Trials of decision support tools designed to increase uptake of breast cancer chemoprevention targeting both patients and providers have been limited. Uptake remains low [14], [15] and as demonstrated in a randomized controlled trial of the BreastCARE intervention discussions about chemoprevention were still limited [16]. This prior literature suggests that just targeting high-risk women or PCPs alone is ineffective. Additional work remains to better understand the impact of decision aids targeting both patients and providers.

Limitations

Limitations of our study include the lack of a concurrent control arm, the relatively small sample size, and conducting the study in an urban academic center with access to a high-risk clinic, all of which limit the generalizability of our findings. In addition, although we found no significant differences in age, race, and racial distribution between the pilot sample and KYRAS high-risk patients, our sample was self-selected from the larger KYRAS screening study.

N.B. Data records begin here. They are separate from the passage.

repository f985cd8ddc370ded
use std::path::Path;

use tempfile::TempPath;

/// One retained video frame, stored as a temporary image file that is
/// deleted when this value (or its `TempPath`) goes away.
#[derive(Debug)]
pub struct SampledFrame {
    index: usize,
    file: TempPath,
}

impl SampledFrame {
    pub fn new(index: usize, file: TempPath) -> Self {
        Self { index, file }
    }

    /// Position of the frame in the source video.
    pub fn index(&self) -> usize {
        self.index
    }

    pub fn path(&self) -> &Path {
        &self.file
    }

    pub fn into_temp_path(self) -> TempPath {
        self.file
    }
}
//! Wire types for the compare-faces endpoint and the mapping from
//! failures to HTTP status codes.

use serde::Serialize;
use thiserror::Error;

use facematch_core::evaluation::domain::comparison_result::ComparisonResult;
use facematch_core::pipeline::compare_faces_use_case::CompareError;
use facematch_core::verification::domain::verification_outcome::VerificationOutcome;

#[derive(Serialize, Debug, PartialEq)]
pub struct CompareFacesResponse {
    #[serde(rename = "match")]
    pub is_match: bool,
    #[serde(rename = "matchesFound")]
    pub matches_found: usize,
    pub message: String,
    pub result: Option<VerificationOutcome>,
}

impl From<ComparisonResult> for CompareFacesResponse {
    fn from(result: ComparisonResult) -> Self {
        Self {
            is_match: result.is_match,
            matches_found: result.matches_found,
            message: result.message.to_string(),
            result: result.last_outcome,
        }
    }
}

#[derive(Serialize, Debug, PartialEq)]
pub struct ErrorBody {
    pub detail: String,
}

#[derive(Error, Debug)]
pub enum ServerError {
    #[error(transparent)]
    Compare(#[from] CompareError),
    #[error("invalid request body: {0}")]
    InvalidBody(#[from] serde_json::Error),
    #[error("could not read request body: {0}")]
    UnreadableBody(#[source] std::io::Error),
    #[error("request body exceeds {limit} bytes")]
    BodyTooLarge { limit: u64 },
    #[error("Not Found")]
    NotFound,
    #[error("Method Not Allowed")]
    MethodNotAllowed,
    #[error("could not listen on {addr}: {reason}")]
    Bind { addr: String, reason: String },
}

impl ServerError {
    pub fn status(&self) -> u16 {
        match self {
            Self::Compare(CompareError::Acquisition(_) | CompareError::NoFrames) => 400,
            Self::Compare(CompareError::Workspace { .. }) | Self::Bind { .. } => 500,
            Self::InvalidBody(_) => 422,
            Self::UnreadableBody(_) => 400,
            Self::BodyTooLarge { .. } => 413,
            Self::NotFound => 404,
            Self::MethodNotAllowed => 405,
        }
    }

    pub fn body(&self) -> ErrorBody {
        ErrorBody {
            detail: self.to_string(),
        }
    }
}
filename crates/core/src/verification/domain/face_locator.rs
use crate::shared::frame::Frame;
use crate::verification::domain::face_box::FaceBox;

/// Finds faces in a still image, best candidates first.
pub trait FaceLocator: Send {
    fn locate(&mut self, frame: &Frame) -> Result<Vec<FaceBox>, Box<dyn std::error::Error>>;

    /// Short name reported in verification diagnostics.
    fn name(&self) -> &str;
}
use std::path::Path;

use ort::session::builder::GraphOptimizationLevel;
use ort::session::Session;

/// Opens an ONNX model with the platform's preferred execution provider,
/// falling back to CPU when that provider is unavailable.
pub(crate) fn build_session(model_path: &Path) -> Result<Session, Box<dyn std::error::Error>> {
    let intra_threads = std::thread::available_parallelism()
        .map(|n| n.get())
        .unwrap_or(1);
    let session = Session::builder()?
        .with_optimization_level(GraphOptimizationLevel::Level3)?
        .with_inter_threads(1)?
        .with_intra_threads(intra_threads)?
        .with_execution_providers(preferred_execution_providers())?
        .commit_from_file(model_path)?;
    Ok(session)
}

/// Fails when a run produced no output tensors, so callers can index the
/// first output safely.
pub(crate) fn require_outputs(count: usize, model: &str) -> Result<(), Box<dyn std::error::Error>> {
    if count == 0 {
        return Err(format!("{model} model produced no outputs").into());
    }
    Ok(())
}

/// Square NCHW input side length declared by the model, if static.
pub(crate) fn square_input_size(session: &Session) -> Option<usize> {
    session.inputs().first().and_then(|input| {
        if let ort::value::ValueType::Tensor { ref shape, .. } = input.dtype() {
            if shape.len() >= 4 && shape[2] > 0 {
                return Some(shape[2] as usize);
            }
        }
        None
    })
}

fn preferred_execution_providers() -> Vec<ort::execution_providers::ExecutionProviderDispatch> {
    #[cfg(target_os = "macos")]
    {
        vec![ort::execution_providers::CoreMLExecutionProvider::default().build()]
    }
    #[cfg(target_os = "windows")]
    {
        vec![ort::execution_providers::DirectMLExecutionProvider::default().build()]
    }
    #[cfg(not(any(target_os = "macos", target_os = "windows")))]
    {
        vec![]
    }
}
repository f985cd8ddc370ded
pub mod constants;
pub mod frame;
pub mod video_metadata;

The study sample was older than what we expected and may not be totally representative of a higher risk younger population who are likely more appropriate for chemoprevention and the RealRisks DA. Additionally, we had higher than anticipated loss to follow-up of about 20%. Our short-term follow-up of 6 months may have been insufficient to assess clinical outcomes such as high-risk clinic referrals and actual chemoprevention uptake.

Conclusions

We developed decision support tools for both patients and their PCPs, which include personalized risk reports and education about breast cancer risk and chemoprevention. Our study population was racially and ethnically diverse and our patient-centered DA, which is available in English and Spanish, was rigorously tested in women of multiple ethnicities with varying levels of health literacy and numeracy. In addition to using validated outcome measures, we were able to assess referrals to the high risk breast clinic and actual chemoprevention uptake using electronic health records.

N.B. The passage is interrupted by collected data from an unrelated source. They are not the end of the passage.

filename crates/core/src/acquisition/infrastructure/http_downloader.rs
use std::io::{Read, Write};
use std::path::Path;
use std::time::Duration;

use reqwest::Url;
use tempfile::TempPath;

use crate::acquisition::domain::acquisition_error::AcquisitionError;
use crate::shared::constants::DOWNLOAD_FILE_PREFIX;

const CHUNK_SIZE: usize = 1024 * 1024;

/// Blocking HTTP GET into a uniquely named temporary file.
pub struct HttpDownloader {
    client: reqwest::blocking::Client,
}

impl HttpDownloader {
    /// `timeout` bounds the whole transfer; `None` waits indefinitely.
    pub fn new(timeout: Option<Duration>) -> Result<Self, reqwest::Error> {
        let client = reqwest::blocking::Client::builder()
            .timeout(timeout)
            .build()?;
        Ok(Self { client })
    }

    /// Streams `url` into `dir` as `input_<random><suffix>`.
    ///
    /// Errors name `identifier`, the reference exactly as the caller wrote
    /// it, rather than the normalized URL. A partially written file never
    /// survives a failure: the temporary file is deleted when it is dropped
    /// on the error path.
    pub fn download(
        &self,
        identifier: &str,
        url: &Url,
        dir: &Path,
        suffix: &str,
    ) -> Result<TempPath, AcquisitionError> {
        let response = self
            .client
            .get(url.clone())
            .send()
            .map_err(|e| AcquisitionError::Download {
                identifier: identifier.to_string(),
                source: e,
            })?;

        let status = response.status();
        if !status.is_success() {
            return Err(AcquisitionError::Status {
                identifier: identifier.to_string(),
                status,
            });
        }

        let mut file = tempfile::Builder::new()
            .prefix(DOWNLOAD_FILE_PREFIX)
            .suffix(suffix)
            .tempfile_in(dir)
            .map_err(|e| AcquisitionError::Write {
                identifier: identifier.to_string(),
                path: dir.to_path_buf(),
                source: e,
            })?;
        let write_error = |path: &Path, source: std::io::Error| AcquisitionError::Write {
            identifier: identifier.to_string(),
            path: path.to_path_buf(),
            source,
        };

        let mut reader = response;
        let mut buf = vec![0u8; CHUNK_SIZE];
        let mut downloaded: u64 = 0;
        loop {
            let n = reader
                .read(&mut buf)
                .map_err(|source| AcquisitionError::Transfer {
                    identifier: identifier.to_string(),
                    source,
                })?;
            if n == 0 {
                break;
            }
            file.write_all(&buf[..n])
                .map_err(|e| write_error(file.path(), e))?;
            downloaded += n as u64;
        }
        file.flush().map_err(|e| write_error(file.path(), e))?;

        log::debug!(
            "Downloaded {identifier} ({downloaded} bytes) to {}",
            file.path().display()
        );
        Ok(file.into_temp_path())
    }
}


#[cfg(test)]
mod tests {
    use super::test_server::serve;
    use super::*;

    fn entries(dir: &Path) -> usize {
        std::fs::read_dir(dir).unwrap().count()
    }

    #[test]
    fn test_download_writes_body_with_suffix() {
        let (base, handle) = serve(200, b"fake video bytes".to_vec(), 1);
        let dir = tempfile::tempdir().unwrap();
        let downloader = HttpDownloader::new(None).unwrap();

        let url = Url::parse(&format!("{base}/clip.mp4")).unwrap();
        let temp = downloader.download(url.as_str(), &url, dir.path(), ".mp4").unwrap();
        handle.join().unwrap();

        assert_eq!(std::fs::read(&temp).unwrap(), b"fake video bytes");
        let name = temp.file_name().unwrap().to_string_lossy().into_owned();
        assert!(name.starts_with(DOWNLOAD_FILE_PREFIX), "{name}");
        assert!(name.ends_with(".mp4"), "{name}");
    }

    #[test]
    fn test_download_names_are_unique() {
        let (base, handle) = serve(200, b"x".to_vec(), 2);
        let dir = tempfile::tempdir().unwrap();
        let downloader = HttpDownloader::new(None).unwrap();
        let url = Url::parse(&format!("{base}/face.jpg")).unwrap();

        let a = downloader.download(url.as_str(), &url, dir.path(), ".jpg").unwrap();
        let b = downloader.download(url.as_str(), &url, dir.path(), ".jpg").unwrap();
        handle.join().unwrap();

        assert_ne!(a.to_path_buf(), b.to_path_buf());
    }

    #[test]
    fn test_error_status_leaves_no_file() {
        let (base, handle) = serve(404, b"not here".to_vec(), 1);
        let dir = tempfile::tempdir().unwrap();
        let downloader = HttpDownloader::new(None).unwrap();

        let url = Url::parse(&format!("{base}/missing.mp4")).unwrap();
        let err = downloader.download(url.as_str(), &url, dir.path(), ".mp4").unwrap_err();
        handle.join().unwrap();

        assert!(matches!(
            err,
            AcquisitionError::Status { status, .. } if status == reqwest::StatusCode::NOT_FOUND
        ));
        assert!(err.to_string().contains("/missing.mp4"));
        assert_eq!(entries(dir.path()), 0);
    }

    #[test]
    fn test_unreachable_host_is_download_error() {
        let dir = tempfile::tempdir().unwrap();
        let downloader = HttpDownloader::new(Some(Duration::from_secs(5))).unwrap();

        let url = Url::parse("http://127.0.0.1:1/clip.mp4").unwrap();
        let err = downloader.download(url.as_str(), &url, dir.path(), ".mp4").unwrap_err();

        assert!(matches!(err, AcquisitionError::Download { .. }));
        assert!(err.to_string().contains("http://127.0.0.1:1/clip.mp4"));
        assert_eq!(entries(dir.path()), 0);
    }

    #[test]
    fn test_missing_target_dir_is_write_error() {
        let (base, handle) = serve(200, b"x".to_vec(), 1);
        let downloader = HttpDownloader::new(None).unwrap();

        let url = Url::parse(&format!("{base}/clip.mp4")).unwrap();
        let err = downloader
            .download(url.as_str(), &url, Path::new("/nonexistent/work/dir"), ".mp4")
            .unwrap_err();
        handle.join().unwrap();

        assert!(matches!(err, AcquisitionError::Write { .. }));
    }

    #[test]
    fn test_errors_name_identifier_as_written() {
        let dir = tempfile::tempdir().unwrap();
        let downloader = HttpDownloader::new(Some(Duration::from_secs(5))).unwrap();

        for identifier in ["http://127.0.0.1:1/my clip.mp4", "HTTP://127.0.0.1:1/Clip.mp4"] {
            let url = Url::parse(identifier).unwrap();
            assert_ne!(url.as_str(), identifier);
            let err = downloader
                .download(identifier, &url, dir.path(), ".mp4")
                .unwrap_err();
            assert!(err.to_string().contains(identifier), "{err}");
        }
    }

    #[test]
    fn test_truncated_body_is_transfer_error() {
        use std::io::{BufRead, BufReader};
        use std::net::TcpListener;

        // Promises 100 bytes, sends 5, then hangs up.
        let listener = TcpListener::bind("127.0.0.1:0").unwrap();
        let addr = listener.local_addr().unwrap();
        let handle = std::thread::spawn(move || {
            let (mut stream, _) = listener.accept().unwrap();
            let mut reader = BufReader::new(stream.try_clone().unwrap());
            let mut line = String::new();
            while reader.read_line(&mut line).unwrap() > 2 {
                line.clear();
            }
            stream
                .write_all(b"HTTP/1.1 200 OK\r\nContent-Length: 100\r\n\r\nshort")
                .unwrap();
        });

        let dir = tempfile::tempdir().unwrap();
        let downloader = HttpDownloader::new(Some(Duration::from_secs(5))).unwrap();
        let identifier = format!("http://{addr}/clip.mp4");
        let url = Url::parse(&identifier).unwrap();
        let err = downloader
            .download(&identifier, &url, dir.path(), ".mp4")
            .unwrap_err();
        handle.join().unwrap();

        assert!(matches!(err, AcquisitionError::Transfer { .. }), "{err}");
        assert!(err.to_string().contains(&identifier));
        assert_eq!(entries(dir.path()), 0);
    }
}
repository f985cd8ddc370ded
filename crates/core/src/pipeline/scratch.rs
use tempfile::TempPath;

/// Temporary files owned by one request. Everything still held is deleted
/// when the scratch goes out of scope, whichever way the request ends.
#[derive(Default)]
pub(crate) struct Scratch {
    files: Vec<TempPath>,
}

impl Scratch {
    pub(crate) fn new() -> Self {
        Self::default()
    }
}

impl Extend<TempPath> for Scratch {
    fn extend<I: IntoIterator<Item = TempPath>>(&mut self, iter: I) {
        self.files.extend(iter);
    }
}

impl Drop for Scratch {
    fn drop(&mut self) {
        for file in self.files.drain(..) {
            let path = file.to_path_buf();
            if let Err(e) = file.close() {
                log::warn!("Could not remove temporary file {}: {e}", path.display());
            }
        }
    }
}

#[cfg(test)]
mod tests {
    use super::*;

    fn temp_in(dir: &std::path::Path) -> TempPath {
        tempfile::NamedTempFile::new_in(dir).unwrap().into_temp_path()
    }

    #[test]
    fn test_drop_removes_all_files() {
        let dir = tempfile::tempdir().unwrap();
        let mut scratch = Scratch::new();
        scratch.extend(Some(temp_in(dir.path())));
        scratch.extend([temp_in(dir.path()), temp_in(dir.path())]);
        assert_eq!(std::fs::read_dir(dir.path()).unwrap().count(), 3);

        drop(scratch);
        assert_eq!(std::fs::read_dir(dir.path()).unwrap().count(), 0);
    }

    #[test]
    fn test_already_removed_file_is_tolerated() {
        let dir = tempfile::tempdir().unwrap();
        let file = temp_in(dir.path());
        std::fs::remove_file(&file).unwrap();

        let mut scratch = Scratch::new();
        scratch.extend(Some(file));
        drop(scratch);
    }
}
use std::fmt;
use std::str::FromStr;

use chrono::{DateTime, Utc};
use serde::{Deserialize, Serialize};

/// Operational state of a device. Only `InUse` carries special meaning for the
/// lifecycle engine: while a device is in use its name and brand are frozen.
#[derive(Debug, Clone, Copy, PartialEq, Eq, Serialize, Deserialize)]
#[serde(rename_all = "SCREAMING_SNAKE_CASE")]
pub enum DeviceState {
    Available,
    InUse,
    Inactive,
}

impl fmt::Display for DeviceState {
    fn fmt(&self, f: &mut fmt::Formatter<'_>) -> fmt::Result {
        let s = match self {
            DeviceState::Available => "AVAILABLE",
            DeviceState::InUse => "IN_USE",
            DeviceState::Inactive => "INACTIVE",
        };
        f.write_str(s)
    }
}

impl FromStr for DeviceState {
    type Err = String;

    fn from_str(s: &str) -> Result<Self, Self::Err> {
        match s {
            "AVAILABLE" => Ok(DeviceState::Available),
            "IN_USE" => Ok(DeviceState::InUse),
            "INACTIVE" => Ok(DeviceState::Inactive),
            other => Err(format!("unknown device state: {other}")),
        }
    }
}

/// Domain representation of a device record.
///
/// `version` is the optimistic-concurrency token bumped by the repository on
/// every successful replace. It never leaves the service boundary.
#[derive(Debug, Clone, PartialEq, Eq)]
pub struct Device {
    pub id: String,
    pub name: String,
    pub brand: String,
    pub state: DeviceState,
    pub creation_time: DateTime<Utc>,
    pub version: i64,
}

/// Caller-facing input for creating a device.
#[derive(Debug, Clone, PartialEq, Eq)]
pub struct CreateDeviceInput {
    pub name: String,
    pub brand: String,
    pub state: DeviceState,
}

/// Repository insert input: the engine stamps `creation_time`, the repository
/// assigns the identifier and the initial version.
#[derive(Debug, Clone, PartialEq, Eq)]
pub struct NewDevice {
    pub name: String,
    pub brand: String,
    pub state: DeviceState,
    pub creation_time: DateTime<Utc>,
}

/// Full-replace candidate. Field presence is validated by the transport layer,
/// so all three mutable fields are required here.
#[derive(Debug, Clone, PartialEq, Eq)]
pub struct ReplaceDevice {
    pub name: String,
    pub brand: String,
    pub state: DeviceState,
}

/// Presence-aware patch. An outer `Some` means the field was present in the
/// payload; absent fields are left untouched by the merge.
///
/// `creation_time` is immutable, but "omitted" and "explicitly targeted" must
/// be told apart so the latter can be rejected. The double option preserves
/// that distinction: `Some(None)` is a payload carrying an explicit null.
#[derive(Debug, Clone, Default, PartialEq, Eq)]
pub struct DevicePatch {
    pub name: Option<String>,
    pub brand: Option<String>,
    pub state: Option<DeviceState>,
    pub creation_time: Option<Option<DateTime<Utc>>>,
}

/// Sort key for paged listings.
#[derive(Debug, Clone, Copy, PartialEq, Eq)]
pub enum DeviceSort {
    Name,
    Brand,
    CreationTime,
}

#[derive(Debug, Clone, Copy, PartialEq, Eq)]
pub enum SortDirection {
    Asc,
    Desc,
}

/// Bounded, ordered page request for `list_page`.
#[derive(Debug, Clone, PartialEq, Eq)]
pub struct PageRequest {
    pub offset: i64,
    pub limit: i64,
    pub sort: DeviceSort,
    pub direction: SortDirection,
}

The results of our initial pilot study have informed the design and conduct of a larger randomized controlled trial of 300 high-risk women assigned to standard educational materials alone or in combination with RealRisks and BNAV (NCT03069742). We will target younger, healthier women with higher breast cancer risk, including those with high-risk benign breast lesions such as atypical hyperplasia and lobular carcinoma in situ. These women are likely to derive a greater benefit from breast cancer risk reduction and a lower risk of serious side effects. To reinforce use of the patient-centered RealRisks DA, we will set up automated reminders to revisit the tool prior to their next PCP clinical encounter, next screening mammography visit, and birthday (as breast cancer risk increases with advancing age). We will enhance provider engagement with an enhanced BNAV tool, which will offer continuing medical education (CME) credit and additional modules on breast cancer screening and other topics relevant to PCPs. We have already developed modules on risk communication and shared decision making. We will elicit patient preferences for chemoprevention, specifically factors that are most important and least important to chemoprevention decisions, which we will summarize for providers prior to the clinical encounter. Even if we do not observe a significant increase in chemoprevention uptake with the addition of RealRisks and BNAV compared to standard educational materials, our goal is to also increase informed choice, decrease decision conflict, and facilitate SDM during the clinical encounter. Facilitating discussions about breast cancer chemoprevention between clinicians and high-risk women is in accordance with recommendations from the U.S. Preventive Services Task Force (USPSTF), American Society for Clinical Oncology (ASCO), National Comprehensive Cancer Network (NCCN), and the National Institute for Health and Care Excellence (NICE) [8,9,10,11].